Say how many lines of the listing below include "response". Write only that number.
——————
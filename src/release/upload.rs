//! Upload and verification of release artifacts
//!
//! Each artifact moves through `N -> A -> V` (see [`UploadStatus`]). All `N`
//! artifacts go up in one batch, then every `A` artifact is probed at its public
//! URL. A probe that matches the local size exactly marks it verified; anything
//! else (wrong size, network error, unknown scheme) sends it back to `N` for the
//! next round. Statuses are persisted after every transition, so an interrupted
//! run resumes with only the unverified artifacts.

use crate::core::error::{ShipError, ShipResult, StateError, UploadError};
use crate::core::process;
use crate::core::state::{ReleaseState, UploadStatus, UploadStatuses};
use crate::release::decision::Decider;
use crate::ui::progress::StepProgress;
use reqwest::Url;
use reqwest::blocking::Client;
use reqwest::header::{CONTENT_LENGTH, LOCATION};
use std::fs;
use std::path::{Path, PathBuf};
use std::time::Duration;
use tracing::{debug, info};

/// Redirect hops followed before giving up
pub const MAX_REDIRECTS: usize = 5;

const PROBE_TIMEOUT: Duration = Duration::from_secs(30);

/// A local file to publish, with the size its public copy must have
#[derive(Debug, Clone, PartialEq, Eq)]
pub struct Artifact {
  pub path: PathBuf,
  pub size: u64,
}

impl Artifact {
  pub fn from_file(path: impl Into<PathBuf>) -> ShipResult<Self> {
    let path = path.into();
    let size = fs::metadata(&path)
      .map_err(|e| ShipError::message(format!("Cannot read artifact {}: {}", path.display(), e)))?
      .len();
    Ok(Self { path, size })
  }

  /// Name under which the artifact is published
  pub fn file_name(&self) -> String {
    self
      .path
      .file_name()
      .map(|n| n.to_string_lossy().into_owned())
      .unwrap_or_default()
  }
}

/// Reports the size of a published file
pub trait SizeProbe {
  fn remote_size(&self, url: &str) -> ShipResult<u64>;
}

/// `HEAD` requests over http(s), with redirects followed by hand; `file://` via metadata
pub struct HttpProbe {
  client: Client,
}

impl HttpProbe {
  pub fn new() -> ShipResult<Self> {
    let client = Client::builder()
      .redirect(reqwest::redirect::Policy::none())
      .timeout(PROBE_TIMEOUT)
      .user_agent(concat!("shiprel/", env!("CARGO_PKG_VERSION")))
      .build()
      .map_err(|e| ShipError::message(format!("Failed to create HTTP client: {}", e)))?;
    Ok(Self { client })
  }
}

fn request_error(url: &Url, err: impl std::fmt::Display) -> ShipError {
  UploadError::Request {
    url: url.to_string(),
    message: err.to_string(),
  }
  .into()
}

impl SizeProbe for HttpProbe {
  fn remote_size(&self, url: &str) -> ShipResult<u64> {
    let mut current = Url::parse(url).map_err(|e| UploadError::Request {
      url: url.to_string(),
      message: e.to_string(),
    })?;

    for _ in 0..=MAX_REDIRECTS {
      match current.scheme() {
        "file" => {
          let path = current
            .to_file_path()
            .map_err(|_| request_error(&current, "not a local path"))?;
          return Ok(fs::metadata(&path).map_err(|e| request_error(&current, e))?.len());
        }
        "http" | "https" => {}
        _ => {
          return Err(
            UploadError::UnsupportedScheme {
              url: current.to_string(),
            }
            .into(),
          );
        }
      }

      debug!("HEAD {}", current);
      let response = self
        .client
        .head(current.clone())
        .send()
        .map_err(|e| request_error(&current, e))?;
      let status = response.status();

      if matches!(status.as_u16(), 301 | 302 | 303 | 307 | 308) {
        let location = response
          .headers()
          .get(LOCATION)
          .and_then(|v| v.to_str().ok())
          .ok_or_else(|| request_error(&current, "redirect without Location"))?;
        let next = current.join(location).map_err(|e| request_error(&current, e))?;
        debug!("{} redirects to {}", current, next);
        current = next;
        continue;
      }

      if !status.is_success() {
        return Err(
          UploadError::Status {
            url: current.to_string(),
            status: status.as_u16(),
          }
          .into(),
        );
      }

      return response
        .headers()
        .get(CONTENT_LENGTH)
        .and_then(|v| v.to_str().ok())
        .and_then(|v| v.trim().parse::<u64>().ok())
        .ok_or_else(|| {
          UploadError::MissingLength {
            url: current.to_string(),
          }
          .into()
        });
    }

    Err(
      UploadError::TooManyRedirects {
        url: url.to_string(),
        limit: MAX_REDIRECTS,
      }
      .into(),
    )
  }
}

/// Uploads artifacts to one public directory and waits until they are visible there
pub struct UploadVerifier<'a> {
  pub probe: &'a dyn SizeProbe,
  /// Public URL of the directory the artifacts end up in (no trailing `/`)
  pub base_url: String,
  /// Shell command receiving the files as `"$@"`; `None` means manual upload
  pub upload_command: Option<&'a str>,
  pub cwd: &'a Path,
  pub release_version: &'a str,
}

impl UploadVerifier<'_> {
  fn url_for(&self, artifact: &Artifact) -> String {
    format!("{}/{}", self.base_url, artifact.file_name())
  }

  fn upload(&self, batch: &[&Artifact], decider: &mut dyn Decider) -> ShipResult<()> {
    let files: Vec<PathBuf> = batch.iter().map(|a| a.path.clone()).collect();
    for artifact in batch {
      println!("📤 Upload {} as {}", artifact.path.display(), self.url_for(artifact));
    }
    match self.upload_command {
      Some(command) => process::show_and_run(
        command,
        &files,
        self.cwd,
        &[("RELEASE_VERSION", self.release_version)],
      ),
      None => decider.manual_upload(&files, &self.base_url),
    }
  }

  /// One probe; any failure just means "not verified yet"
  fn verified(&self, artifact: &Artifact) -> bool {
    let url = self.url_for(artifact);
    match self.probe.remote_size(&url) {
      Ok(size) if size == artifact.size => true,
      Ok(size) => {
        info!("{} has size {} (expected {})", url, size, artifact.size);
        false
      }
      Err(e) => {
        info!("Cannot check {}: {}", url, e);
        false
      }
    }
  }

  /// Upload and verify until every artifact is `V`
  ///
  /// `artifacts` must be the same list, in the same order, on every resume.
  pub fn run(&self, artifacts: &[Artifact], state: &mut ReleaseState, decider: &mut dyn Decider) -> ShipResult<()> {
    let mut statuses = match state.verified_uploads.clone() {
      Some(existing) if existing.0.len() == artifacts.len() => existing,
      Some(existing) => {
        return Err(
          StateError::Inconsistent {
            path: state.path().to_path_buf(),
            message: format!(
              "verified_uploads has {} entries but this release has {} artifacts",
              existing.0.len(),
              artifacts.len()
            ),
          }
          .into(),
        );
      }
      None => {
        let fresh = UploadStatuses::new(artifacts.len());
        state.verified_uploads = Some(fresh.clone());
        state.save()?;
        fresh
      }
    };

    while !statuses.all_verified() {
      let batch: Vec<&Artifact> = artifacts
        .iter()
        .zip(&statuses.0)
        .filter(|(_, s)| **s == UploadStatus::NotUploaded)
        .map(|(a, _)| a)
        .collect();

      if !batch.is_empty() {
        self.upload(&batch, decider)?;
        for status in statuses.0.iter_mut() {
          if *status == UploadStatus::NotUploaded {
            *status = UploadStatus::Attempted;
          }
        }
        state.verified_uploads = Some(statuses.clone());
        state.save()?;
      }

      let attempted = statuses.0.iter().filter(|s| **s == UploadStatus::Attempted).count();
      let mut progress = StepProgress::new(attempted, "Verifying uploads");
      for (artifact, status) in artifacts.iter().zip(statuses.0.iter_mut()) {
        if *status != UploadStatus::Attempted {
          continue;
        }
        *status = if self.verified(artifact) {
          UploadStatus::Verified
        } else {
          UploadStatus::NotUploaded
        };
        progress.inc();
      }
      state.verified_uploads = Some(statuses.clone());
      state.save()?;

      if !statuses.all_verified() {
        let pending: Vec<PathBuf> = artifacts
          .iter()
          .zip(&statuses.0)
          .filter(|(_, s)| **s != UploadStatus::Verified)
          .map(|(a, _)| a.path.clone())
          .collect();
        decider.retry_uploads(&pending)?;
      }
    }

    println!("✅ All {} upload(s) verified", artifacts.len());
    Ok(())
  }
}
——————
[Solved exercise]:
4